Instructions are given for testing whether the input-output relation (transfer function) of a portion of any sensory system matches the tanh log relation. This relation holds for a cell membrane whose response to stimulation is an increase in permeability which shunts the source of the membrane's voltage i.e. a “self-shunting” transducer mechanism. The tanh log relation is shown to fit data for certain mechanoreceptors, photoreceptors, postsynaptic neurons, and to fit data for the responses to light by horizontal cells and C-type S-potential sites of fish, by certain ganglion cells of the frog, and for the mammalian b-waves and x-waves. The psychophysical relation between stimulus strength and magnitude estimates of sensation is fitted by a power law relation. This relation is predicted by MacKay's model which relates physiological excitation to sensation.

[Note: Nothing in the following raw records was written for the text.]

//! Output formatting module

pub mod human;
pub mod json;
pub mod progress;
pub mod reporter;
pub mod styles;

use std::path::Path;

use anyhow::Result;
use console::Term;
use modelhub_common::JobResult;
use owo_colors::OwoColorize as _;
pub use human::HumanRenderer;
pub use reporter::TerminalReporter;
pub use styles::Styles;

use crate::domain::config::{ModelhubConfig, VALID_CONFIG_KEYS};
use crate::domain::{OnlineWorkingCopy, Project, Revision};

/// Output context carrying styling and terminal state.
pub struct OutputContext {
    /// Stylesheet for colored output.
    pub styles: Styles,
    /// Whether stdout is a TTY.
    pub is_tty: bool,
    /// Whether to suppress non-error output.
    pub quiet: bool,
}

impl OutputContext {
    /// Create output context based on CLI flags and environment.
    #[must_use]
    pub fn new(no_color: bool, quiet: bool) -> Self {
        let is_tty = Term::stdout().is_term();
        let use_colors = !no_color && is_tty && std::env::var("NO_COLOR").is_err();

        let mut styles = Styles::default();
        if use_colors {
            styles.colorize();
        }

        Self {
            styles,
            is_tty,
            quiet,
        }
    }

    /// Check if progress indicators should be shown.
    #[must_use]
    pub fn show_progress(&self) -> bool {
        self.is_tty && !self.quiet
    }

    /// Print a success message prefixed with `✓`. Suppressed when `quiet`.
    pub fn success(&self, msg: &str) {
        if !self.quiet {
            println!("  {} {msg}", "✓".style(self.styles.success));
        }
    }

    /// Print a warning message prefixed with `⚠`. Suppressed when `quiet`.
    pub fn warn(&self, msg: &str) {
        if !self.quiet {
            println!("  {} {msg}", "⚠".style(self.styles.warning));
        }
    }

    /// Print a key-value pair with the key dimmed. Suppressed when `quiet`.
    pub fn kv(&self, key: &str, value: &str) {
        if !self.quiet {
            println!("  {}  {value}", key.style(self.styles.dim));
        }
    }
}

/// Writes command results as JSON documents on stdout.
pub struct JsonRenderer;

impl JsonRenderer {
    fn print(value: &serde_json::Value) -> Result<()> {
        println!("{}", json::format_value(value)?);
        Ok(())
    }
}

/// Picks human or JSON output for one command invocation.
pub enum Renderer<'a> {
    Human(HumanRenderer<'a>),
    Json(JsonRenderer),
}

impl Renderer<'_> {
    /// # Errors
    ///
    /// Returns an error if JSON serialization fails.
    pub fn render_version(&self, version: &str) -> Result<()> {
        match self {
            Self::Human(r) => {
                r.render_version(version);
                Ok(())
            }
            Self::Json(_) => JsonRenderer::print(&serde_json::json!({ "version": version })),
        }
    }

    /// # Errors
    ///
    /// Returns an error if JSON serialization fails.
    pub fn render_project(&self, project: &Project) -> Result<()> {
        match self {
            Self::Human(r) => {
                r.render_project(project);
                Ok(())
            }
            Self::Json(_) => JsonRenderer::print(&serde_json::json!({
                "project_id": project.id,
                "name": project.name,
            })),
        }
    }

    /// # Errors
    ///
    /// Returns an error if JSON serialization fails.
    pub fn render_working_copy<M>(&self, working_copy: &OnlineWorkingCopy<M>) -> Result<()> {
        match self {
            Self::Human(r) => {
                r.render_working_copy(working_copy);
                Ok(())
            }
            Self::Json(_) => JsonRenderer::print(&serde_json::json!({
                "working_copy_id": working_copy.id,
                "project_id": working_copy.project.id,
                "branch": working_copy.source_revision.branch.name,
                "revision": working_copy.source_revision.number,
            })),
        }
    }

    /// # Errors
    ///
    /// Returns an error if JSON serialization fails.
    pub fn render_revision(&self, revision: &Revision) -> Result<()> {
        match self {
            Self::Human(r) => {
                r.render_revision(revision);
                Ok(())
            }
            Self::Json(_) => JsonRenderer::print(&serde_json::json!({
                "project_id": revision.branch.project_id,
                "branch": revision.branch.name,
                "revision": revision.number,
            })),
        }
    }

    /// # Errors
    ///
    /// Returns an error if JSON serialization fails.
    pub fn render_job_status(&self, status: &JobResult) -> Result<()> {
        match self {
            Self::Human(r) => {
                r.render_job_status(status);
                Ok(())
            }
            Self::Json(_) => JsonRenderer::print(&serde_json::to_value(status)?),
        }
    }

    /// # Errors
    ///
    /// Returns an error if JSON serialization fails.
    pub fn render_config(&self, config: &ModelhubConfig, path: &Path) -> Result<()> {
        match self {
            Self::Human(r) => {
                r.render_config(config, path);
                Ok(())
            }
            Self::Json(_) => {
                let values: serde_json::Map<String, serde_json::Value> = VALID_CONFIG_KEYS
                    .iter()
                    .map(|key| ((*key).to_string(), config.display_value(key).into()))
                    .collect();
                JsonRenderer::print(&serde_json::json!({
                    "path": path.display().to_string(),
                    "values": values,
                }))
            }
        }
    }
}
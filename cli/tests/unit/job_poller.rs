//! Job polling against a scripted transport.
//!
//! The clock is paused, so each fixed poll delay completes instantly while
//! `tokio::time::Instant` still observes the full interval.

#![allow(clippy::expect_used, clippy::unwrap_used)]

use modelhub_cli::application::services::job_poller::{POLL_INTERVAL, StatusClient, poll_job};
use modelhub_cli::application::services::render::TemplateRenderer;
use modelhub_cli::domain::{ClientError, Credentials};
use modelhub_common::JobId;

use crate::mocks::{
    InMemoryTemplates, RecordingReporter, SERVICE_URL, ScriptedTransport, completed, failed, fault,
    running,
};

fn credentials() -> Credentials {
    Credentials::ApiKey {
        username: "ann".to_string(),
        api_key: "secret-key".to_string(),
    }
}

fn client<'a>(
    transport: &'a ScriptedTransport,
    renderer: &'a TemplateRenderer<InMemoryTemplates>,
    credentials: &'a Credentials,
) -> StatusClient<'a, ScriptedTransport, InMemoryTemplates> {
    StatusClient {
        transport,
        renderer,
        base_url: SERVICE_URL,
        credentials,
        context: "Failed to create new app",
    }
}

#[tokio::test(start_paused = true)]
async fn polls_until_completed_and_returns_result() {
    let transport = ScriptedTransport::new([
        running("J1"),
        running("J1"),
        completed("J1", "app-42"),
    ]);
    let renderer = TemplateRenderer::new(InMemoryTemplates::standard());
    let creds = credentials();
    let reporter = RecordingReporter::default();

    let started = tokio::time::Instant::now();
    let result = poll_job(
        &client(&transport, &renderer, &creds),
        &reporter,
        &JobId::from("J1"),
        None,
    )
    .await
    .unwrap();

    assert_eq!(result, "app-42");
    assert_eq!(transport.calls(), 3);
    assert!(started.elapsed() >= POLL_INTERVAL * 3);
    assert!(reporter.contains("Job J1 is running"));
}

#[tokio::test(start_paused = true)]
async fn every_status_request_names_the_job_and_user() {
    let transport = ScriptedTransport::new([running("J7"), completed("J7", "ok")]);
    let renderer = TemplateRenderer::new(InMemoryTemplates::standard());
    let creds = credentials();

    poll_job(
        &client(&transport, &renderer, &creds),
        &RecordingReporter::default(),
        &JobId::from("J7"),
        None,
    )
    .await
    .unwrap();

    for n in 0..transport.calls() {
        assert_eq!(transport.url(n), format!("{SERVICE_URL}/ws/JobService/v1"));
        let body = transport.body(n);
        assert!(body.contains("<JobId>J7</JobId>"), "{body}");
        assert!(body.contains("<User>ann</User>"), "{body}");
        assert!(body.contains("<ApiKey>secret-key</ApiKey>"), "{body}");
    }
    // The template is parsed once for the whole loop.
    assert_eq!(renderer_loads(&renderer), 1);
}

fn renderer_loads(renderer: &TemplateRenderer<InMemoryTemplates>) -> usize {
    renderer.source().loads()
}

#[tokio::test(start_paused = true)]
async fn failed_job_surfaces_its_message_verbatim() {
    let transport = ScriptedTransport::new([running("J2"), failed("J2", "No such revision")]);
    let renderer = TemplateRenderer::new(InMemoryTemplates::standard());
    let creds = credentials();

    let err = poll_job(
        &client(&transport, &renderer, &creds),
        &RecordingReporter::default(),
        &JobId::from("J2"),
        None,
    )
    .await
    .unwrap_err();

    assert_eq!(err, ClientError::JobFailed("No such revision".to_string()));
    assert_eq!(err.to_string(), "No such revision");
    assert_eq!(transport.calls(), 2);
}

#[tokio::test(start_paused = true)]
async fn completed_without_result_is_empty_result() {
    let transport = ScriptedTransport::new([completed("J3", "")]);
    let renderer = TemplateRenderer::new(InMemoryTemplates::standard());
    let creds = credentials();

    let err = poll_job(
        &client(&transport, &renderer, &creds),
        &RecordingReporter::default(),
        &JobId::from("J3"),
        None,
    )
    .await
    .unwrap_err();

    assert!(matches!(err, ClientError::EmptyResult(_)), "{err:?}");
}

#[tokio::test(start_paused = true)]
async fn fault_while_polling_ends_the_loop_with_context() {
    let transport = ScriptedTransport::new([running("J4"), fault("Job store offline"), running("J4")]);
    let renderer = TemplateRenderer::new(InMemoryTemplates::standard());
    let creds = credentials();

    let err = poll_job(
        &client(&transport, &renderer, &creds),
        &RecordingReporter::default(),
        &JobId::from("J4"),
        None,
    )
    .await
    .unwrap_err();

    assert_eq!(err.to_string(), "Failed to create new app: Job store offline");
    assert_eq!(transport.calls(), 2);
    assert_eq!(transport.remaining(), 1);
}

#[tokio::test(start_paused = true)]
async fn transport_error_ends_the_loop() {
    let transport = ScriptedTransport::scripted(
        [
            Ok(running("J5")),
            Err(ClientError::Connection("connection reset".to_string())),
        ],
        crate::mocks::event_log(),
    );
    let renderer = TemplateRenderer::new(InMemoryTemplates::standard());
    let creds = credentials();

    let err = poll_job(
        &client(&transport, &renderer, &creds),
        &RecordingReporter::default(),
        &JobId::from("J5"),
        None,
    )
    .await
    .unwrap_err();

    assert_eq!(err.to_string(), "Connection error: connection reset");
}

#[tokio::test(start_paused = true)]
async fn max_attempts_bounds_the_loop() {
    let transport = ScriptedTransport::new([running("J6"), running("J6"), running("J6")]);
    let renderer = TemplateRenderer::new(InMemoryTemplates::standard());
    let creds = credentials();

    let err = poll_job(
        &client(&transport, &renderer, &creds),
        &RecordingReporter::default(),
        &JobId::from("J6"),
        Some(2),
    )
    .await
    .unwrap_err();

    assert_eq!(
        err,
        ClientError::PollLimitExceeded {
            job_id: "J6".to_string(),
            attempts: 2,
        }
    );
    assert_eq!(transport.calls(), 2);
}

The model is applied to psychophysical data to infer: (a) changes of lateral inhibition from photoreceptors for changes in area illuminated, (b) changes of transmission effectiveness of the pathway from the sensation generator, “the organizer”, with adaptation state or wavelength of illumination, (c) possible forms of the transfer function between the tanh log transfer function of receptors and a “comparator” stage of the model, (d) use of the Fechnerian jnd curve together with electrophysiological data to locate in the nervous system the comparator stage for a given sensory modality, (e) application of this to crudely locate the comparator and organizer stages of the mammalian visual system, (f) generalization of the model to sensory systems having linear or power law relations between stimulus strength and neural response.